The lines to return are those below that contain the word "ErrorType".

══════════

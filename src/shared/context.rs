//! Authenticated caller context and the tenant isolation guard.
//!
//! Every read filters by `CallerContext::organization_id` and every write
//! stamps it; client-supplied organization fields are only ever compared.

use serde::{Deserialize, Serialize};

use super::db::models::{OrganizationId, UserId};
use super::errors::{AppError, AppResult};

#[derive(Debug, Clone, Copy, PartialEq, Eq, Serialize, Deserialize)]
pub enum Role {
    Owner,
    Admin,
    User,
    Viewer,
    /// Edge device publishing through the broker.
    Device,
}

#[derive(Debug, Clone, PartialEq, Eq, Serialize, Deserialize)]
pub struct CallerContext {
    pub user_id: UserId,
    pub organization_id: OrganizationId,
    pub role: Role,
}

impl CallerContext {
    pub fn new(user_id: impl Into<UserId>, organization_id: impl Into<OrganizationId>, role: Role) -> Self {
        CallerContext {
            user_id: user_id.into(),
            organization_id: organization_id.into(),
            role,
        }
    }

    /// Context for a device whose organization was established by the broker.
    pub fn device(organization_id: impl Into<OrganizationId>) -> Self {
        let organization_id = organization_id.into();
        CallerContext {
            user_id: format!("device:{}", organization_id),
            organization_id,
            role: Role::Device,
        }
    }

    /// Fails when a payload names an organization other than the caller's.
    pub fn check_payload(&self, payload_org: Option<&str>) -> AppResult<()> {
        match payload_org {
            Some(org) if org != self.organization_id => {
                log::warn!(
                    "tenant mismatch from user {} ({:?}): payload organization '{}' != '{}'",
                    self.user_id,
                    self.role,
                    org,
                    self.organization_id
                );
                Err(AppError::TenantMismatch {
                    caller: self.organization_id.clone(),
                    payload: org.to_string(),
                })
            }
            _ => Ok(()),
        }
    }

    /// Same as `check_payload` for a required organization argument.
    pub fn check_organization(&self, organization_id: &str) -> AppResult<()> {
        self.check_payload(Some(organization_id))
    }

    /// True when the record belongs to the caller's tenant.
    pub fn owns(&self, organization_id: &str) -> bool {
        self.organization_id == organization_id
    }

    /// Hides records of other tenants behind `NotFound`.
    pub fn scope<T>(
        &self,
        record: Option<T>,
        org_of: impl Fn(&T) -> &str,
        entity: &'static str,
        key: impl ToString,
    ) -> AppResult<T> {
        match record {
            Some(r) if self.owns(org_of(&r)) => Ok(r),
            _ => Err(AppError::not_found(entity, key)),
        }
    }
}

#[cfg(test)]
mod tests {
    use super::*;
    use crate::shared::errors::ErrorType;

    #[test]
    fn payload_org_must_match_caller() {
        let ctx = CallerContext::new("u1", "org-a", Role::User);
        assert!(ctx.check_payload(None).is_ok());
        assert!(ctx.check_payload(Some("org-a")).is_ok());
        let err = ctx.check_payload(Some("org-b")).unwrap_err();
        assert_eq!(err.kind(), ErrorType::TenantMismatch);
    }

    #[test]
    fn foreign_records_look_absent() {
        let ctx = CallerContext::new("u1", "org-a", Role::User);
        let foreign = Some(("org-b".to_string(), 7));
        let err = ctx.scope(foreign, |r| r.0.as_str(), "sensor", 7).unwrap_err();
        assert_eq!(err.kind(), ErrorType::NotFound);

        let absent: Option<(String, i32)> = None;
        let err2 = ctx.scope(absent, |r| r.0.as_str(), "sensor", 7).unwrap_err();
        assert_eq!(err.to_string(), err2.to_string());
    }

    #[test]
    fn device_context_is_stamped_from_topic() {
        let ctx = CallerContext::device("org-a");
        assert_eq!(ctx.organization_id, "org-a");
        assert_eq!(ctx.role, Role::Device);
    }
}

══════════

Answer to this task:
    use crate::shared::errors::ErrorType;
        assert_eq!(err.kind(), ErrorType::TenantMismatch);
        assert_eq!(err.kind(), ErrorType::NotFound);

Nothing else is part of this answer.